Photo by Faye Cornish on Unsplash
These are the complementary energies of the head, heart and gut.
When Tami Simon, founder of Sounds True, asked renowned teacher and author Mary O’Malley to define enlightenment, she answered that it happens when the head, heart and gut align. Here’s what she might have meant, and what it implies for us.
The entire body — and indeed all of life — is intelligent, but conventional wisdom has tended to focus on the brain as the seat of intelligence. We actually have three discernible neural centres — the long-accepted one in the skull plus partners in the heart and the gut. Think of the head, heart and gut as a leadership team, deploying our resources of wisdom, love and power. Let’s look more closely.
The head is the home of our logical reasoning. It is a dividing and naming engine, conceptually recasting an undivided reality as constituent parts with predictable properties and relations. The head’s labelling role includes judging — applying the ultimate labels of good and bad. It answers ‘How’ questions that arise in life by theoretically isolating aspects of reality and identifying patterns among them, within and across moments. The head can cast its glance to the past and the future, and much of its busyness looks in these directions. A final important role of the head is as the ultimate storyteller. It observes the world and interprets it, based on its carving, naming and patterning prowess. We spend most of our time in our heads, spellbound in its narration, often mistaking this voice for our self. The gift the head can give us is clarity or wisdom.
The gut is the home of our ‘animal’ drives of fight, flight, food and f*ck. It is the driver of our moods and is central to both our stress response and our intuition. This nerve centre’s function relies on bacteria, so the ‘other’ is instrumental in ‘our’ self-regulation even at this most basic level. The belly lives in the present moment. The gift the gut can give us is drive or power.
Finally, the heart is the home of our connection to the world — the whole, undivided world. It accepts without exception. In its holistic spaciousness, the heart knows the reality of Life as a single flow and so surrenders to it. It welcomes what the head calls the ‘good’ and the ‘bad’ in equal embrace, valuing the truth of What Is above any preferences the head imposes. Like the gut, the heart lives in the present moment as a holographic shard of What Is. The gift the heart can give us is the greatest, love.
Let’s turn to the human predicament. The head creates concepts as it divides its representation of the world into pieces. The most powerful concept, the one that organises every story the head tells, is the separate self.
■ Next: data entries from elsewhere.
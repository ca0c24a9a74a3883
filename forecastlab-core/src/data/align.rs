//! Calendar alignment.
//!
//! Builds one contiguous daily axis from the anchor's first to last date and
//! left-joins every auxiliary series onto it. Auxiliary gaps are filled
//! (forward, then backward, then zero); the anchor column is left exactly
//! as observed.

use chrono::NaiveDate;
use std::collections::HashMap;
use thiserror::Error;
use tracing::{debug, info};

use crate::domain::{AlignedTable, ColumnRole, DailySeries, Frame, FrameColumn, TableError};

#[derive(Debug, Error, PartialEq)]
pub enum AlignError {
    #[error("anchor series '{series}' has no rows")]
    EmptyAnchor { series: String },

    #[error("anchor series '{series}' has no column '{column}'")]
    MissingAnchorColumn { series: String, column: String },

    #[error("column '{column}' from source '{source_name}' already exists; rename it before merging")]
    ColumnCollision { column: String, source_name: String },

    #[error(transparent)]
    Table(#[from] TableError),
}

/// Align `auxiliary` onto the calendar of `anchor`.
///
/// The anchor's other value columns (if any) are carried as exogenous
/// columns and filled like auxiliary data.
pub fn align(
    anchor: &DailySeries,
    anchor_column: &str,
    auxiliary: &[DailySeries],
) -> Result<AlignedTable, AlignError> {
    let (first, last) = match (anchor.first_date(), anchor.last_date()) {
        (Some(first), Some(last)) => (first, last),
        _ => {
            return Err(AlignError::EmptyAnchor {
                series: anchor.name().to_string(),
            })
        }
    };
    if anchor.column(anchor_column).is_none() {
        return Err(AlignError::MissingAnchorColumn {
            series: anchor.name().to_string(),
            column: anchor_column.to_string(),
        });
    }

    let axis = calendar_axis(first, last);
    let index: HashMap<NaiveDate, usize> = axis.iter().enumerate().map(|(i, d)| (*d, i)).collect();
    let mut frame = Frame::new(axis);

    for column in anchor.columns() {
        let role = if column.name == anchor_column {
            ColumnRole::Anchor
        } else {
            ColumnRole::Exogenous
        };
        let values = left_join(anchor.dates(), &column.values, &index);
        frame.push_column(FrameColumn::new(column.name.clone(), role, values))?;
    }

    for series in auxiliary {
        for column in series.columns() {
            if frame.has_column(&column.name) {
                return Err(AlignError::ColumnCollision {
                    column: column.name.clone(),
                    source_name: series.name().to_string(),
                });
            }
            let values = left_join(series.dates(), &column.values, &index);
            frame.push_column(FrameColumn::new(column.name.clone(), ColumnRole::Exogenous, values))?;
        }
        let out_of_range = series.dates().iter().filter(|d| !index.contains_key(d)).count();
        debug!(source = series.name(), out_of_range, "merged auxiliary source");
    }

    fill_exogenous(&mut frame);

    info!(
        anchor = anchor.name(),
        rows = frame.height(),
        start = %first,
        end = %last,
        sources = auxiliary.len(),
        "aligned calendar"
    );
    Ok(AlignedTable::new(frame, anchor_column.to_string()))
}

/// Every calendar day in `[first, last]`.
fn calendar_axis(first: NaiveDate, last: NaiveDate) -> Vec<NaiveDate> {
    first
        .iter_days()
        .take_while(|d| *d <= last)
        .collect()
}

/// Place `values` at their dates on the axis; dates off the axis are dropped.
fn left_join(
    dates: &[NaiveDate],
    values: &[Option<f64>],
    index: &HashMap<NaiveDate, usize>,
) -> Vec<Option<f64>> {
    let mut out = vec![None; index.len()];
    for (date, value) in dates.iter().zip(values) {
        if let Some(&row) = index.get(date) {
            out[row] = *value;
        }
    }
    out
}

fn fill_exogenous(frame: &mut Frame) {
    let names: Vec<String> = frame
        .names_with_role(|r| matches!(r, ColumnRole::Exogenous))
        .into_iter()
        .map(str::to_string)
        .collect();
    for name in names {
        if let Some(column) = frame.column_mut(&name) {
            fill_gaps(&mut column.values);
        }
    }
}

/// Forward-fill, then backward-fill the leading prefix, then zero.
pub(crate) fn fill_gaps(values: &mut [Option<f64>]) {
    let mut last = None;
    for v in values.iter_mut() {
        if v.is_some() {
            last = *v;
        } else {
            *v = last;
        }
    }

    let first_seen = values.iter().flatten().next().copied();
    for v in values.iter_mut() {
        if v.is_some() {
            break;
        }
        *v = first_seen;
    }

    for v in values.iter_mut() {
        if v.is_none() {
            *v = Some(0.0);
        }
    }
}

/// Day count helper for callers checking calendar completeness.
pub fn span_days(first: NaiveDate, last: NaiveDate) -> usize {
    let days = (last - first).num_days();
    usize::try_from(days).map(|d| d + 1).unwrap_or(0)
}
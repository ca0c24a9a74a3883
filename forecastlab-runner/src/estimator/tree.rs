//! CART regression tree (squared-error splits), shared by the forest and
//! boosting estimators.
//!
//! Nodes are stored as parallel arrays indexed by node id, root at 0. A node
//! with `feature[i] == None` is a leaf predicting `value[i]`; otherwise rows
//! with `x[feature] <= threshold` go to `left[i]`, the rest to `right[i]`.

use serde::{Deserialize, Serialize};

use forecastlab_core::domain::FeatureMatrix;

/// Growth limits.
#[derive(Debug, Clone, Copy, PartialEq, Eq)]
pub struct TreeParams {
    /// `None` grows until leaves are pure or too small to split.
    pub max_depth: Option<usize>,
    pub min_samples_split: usize,
    pub min_samples_leaf: usize,
}

impl Default for TreeParams {
    fn default() -> Self {
        Self {
            max_depth: None,
            min_samples_split: 2,
            min_samples_leaf: 1,
        }
    }
}

impl TreeParams {
    pub fn with_max_depth(depth: usize) -> Self {
        Self {
            max_depth: Some(depth),
            ..Self::default()
        }
    }
}

#[derive(Debug, Clone, PartialEq, Serialize, Deserialize)]
pub struct RegressionTree {
    feature: Vec<Option<usize>>,
    threshold: Vec<f64>,
    left: Vec<u32>,
    right: Vec<u32>,
    value: Vec<f64>,
}

struct Split {
    feature: usize,
    threshold: f64,
    score: f64,
}

impl RegressionTree {
    /// Grow a tree on the rows of `x` named by `rows` (duplicates allowed,
    /// as in a bootstrap sample). `rows` must be non-empty.
    pub fn fit(x: &FeatureMatrix, y: &[f64], rows: &[usize], params: &TreeParams) -> Self {
        let mut tree = RegressionTree {
            feature: Vec::new(),
            threshold: Vec::new(),
            left: Vec::new(),
            right: Vec::new(),
            value: Vec::new(),
        };
        let root = tree.push_leaf(mean_of(y, rows));
        let mut pending: Vec<(usize, Vec<usize>, usize)> = vec![(root, rows.to_vec(), 0)];

        while let Some((node, samples, depth)) = pending.pop() {
            let Some(split) = best_split(x, y, &samples, depth, params) else {
                continue;
            };
            let (left_rows, right_rows): (Vec<usize>, Vec<usize>) = samples
                .iter()
                .partition(|&&r| x.get(r, split.feature) <= split.threshold);

            let left = tree.push_leaf(mean_of(y, &left_rows));
            let right = tree.push_leaf(mean_of(y, &right_rows));
            tree.feature[node] = Some(split.feature);
            tree.threshold[node] = split.threshold;
            tree.left[node] = left as u32;
            tree.right[node] = right as u32;

            // right first so the left subtree is grown (and numbered) first
            pending.push((right, right_rows, depth + 1));
            pending.push((left, left_rows, depth + 1));
        }
        tree
    }

    fn push_leaf(&mut self, value: f64) -> usize {
        self.feature.push(None);
        self.threshold.push(0.0);
        self.left.push(0);
        self.right.push(0);
        self.value.push(value);
        self.value.len() - 1
    }

    pub fn n_nodes(&self) -> usize {
        self.value.len()
    }

    pub fn n_leaves(&self) -> usize {
        self.feature.iter().filter(|f| f.is_none()).count()
    }

    /// Longest root-to-leaf path, in edges.
    pub fn depth(&self) -> usize {
        let mut deepest = 0;
        let mut stack = vec![(0usize, 0usize)];
        while let Some((node, depth)) = stack.pop() {
            deepest = deepest.max(depth);
            if self.feature.get(node).copied().flatten().is_some() {
                stack.push((self.left[node] as usize, depth + 1));
                stack.push((self.right[node] as usize, depth + 1));
            }
        }
        deepest
    }

    pub fn predict_row(&self, row: &[f64]) -> f64 {
        let mut node = 0;
        while let Some(feature) = self.feature[node] {
            node = if row[feature] <= self.threshold[node] {
                self.left[node] as usize
            } else {
                self.right[node] as usize
            };
        }
        self.value[node]
    }
}

fn mean_of(y: &[f64], rows: &[usize]) -> f64 {
    if rows.is_empty() {
        return 0.0;
    }
    rows.iter().map(|&r| y[r]).sum::<f64>() / rows.len() as f64
}

/// Split maximising `S_l²/n_l + S_r²/n_r`, i.e. minimising the summed
/// squared error of the children. `None` when the node must stay a leaf.
fn best_split(
    x: &FeatureMatrix,
    y: &[f64],
    samples: &[usize],
    depth: usize,
    params: &TreeParams,
) -> Option<Split> {
    let n = samples.len();
    let min_leaf = params.min_samples_leaf.max(1);
    if params.max_depth.is_some_and(|d| depth >= d)
        || n < params.min_samples_split.max(2)
        || n < 2 * min_leaf
    {
        return None;
    }
    let first = y[samples[0]];
    if samples.iter().all(|&r| y[r] == first) {
        return None;
    }

    let total: f64 = samples.iter().map(|&r| y[r]).sum();
    let parent_score = total * total / n as f64;
    let mut best: Option<Split> = None;
    let mut order = samples.to_vec();

    for feature in 0..x.n_cols() {
        order.sort_by(|&a, &b| x.get(a, feature).total_cmp(&x.get(b, feature)));
        let mut left_sum = 0.0;
        for i in 0..n - 1 {
            left_sum += y[order[i]];
            let left_n = i + 1;
            let right_n = n - left_n;
            let (lo, hi) = (x.get(order[i], feature), x.get(order[i + 1], feature));
            if lo == hi || !lo.is_finite() || !hi.is_finite() {
                continue;
            }
            if left_n < min_leaf || right_n < min_leaf {
                continue;
            }
            let right_sum = total - left_sum;
            let score = left_sum * left_sum / left_n as f64 + right_sum * right_sum / right_n as f64;
            if best.as_ref().map_or(true, |b| score > b.score) {
                let mut threshold = lo + (hi - lo) / 2.0;
                if threshold >= hi {
                    threshold = lo;
                }
                best = Some(Split {
                    feature,
                    threshold,
                    score,
                });
            }
        }
    }

    best.filter(|s| s.score > parent_score)
}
This central image casts each experience in a new light, because the separate self claims to be the author of its own causal process, independent of Life’s unitary flow.
Now, we’ve got to give the head credit. It has balls! That’s shouldering hefty responsibility, separating the self from Life and setting out its own stall. The head is not evil. It isolates itself because this makes sense from its limited, disaggregating perspective. With that separation, the head moves from being a member of the self’s leadership team to claiming dictatorship. Why is this so?
A young child navigates a confusing world populated by larger and more powerful beings. The child depends on them for life and love. In this immature stage of life, the heart’s openness seems dangerous, leaving the child too vulnerable. The head, able to discern apparent threats and chart courses of action, becomes a refuge for the child. Judgmental narratives replace the intense experiences Life brings, experiences welcomed by the heart. And so, this child’s conceptual separate self, in distrusting the heart’s holistic knowledge and rejecting its gift of love, further separates itself from Life, turning its back to reality’s darker, uncomfortable half and substituting head-bound neuroses for what it rejects in the child’s direct experience.
The head continues to enlist the gut, and without the accepting influence of the heart, the gut’s dance with the head’s myriad threats and worries floods the body regularly with chemicals best reserved for rare moments of primal need. The gut isn’t stupid; it knows things the head cannot. But missing the heart’s connection to Life’s intelligence, the gut must do its best on a diet of the head’s false news. It misspends its power chasing ghosts and responding to non-existent emergencies. The self lurches raggedly when it should glide with Life.
The human awakening that we sometimes call enlightenment is largely about re-enlisting the heart — opening it, embracing it and inviting it to its proper seat in the leadership team. As the heart assumes its rightful place, balanced regulation returns, and the self surrenders to Life. The sense of separateness, the image and story concocted by the head, evaporates. Love bathes every experience that arises, the head clears and the body’s power aligns with reality’s unfolding, of which it is a magical sliver.
The trio of the self’s energies — Wisdom, Love and Power — now align with one another and with the flow of reality, with Life. This is the realisation of human potential Mary O’Malley and other teachers refer to, whole human being.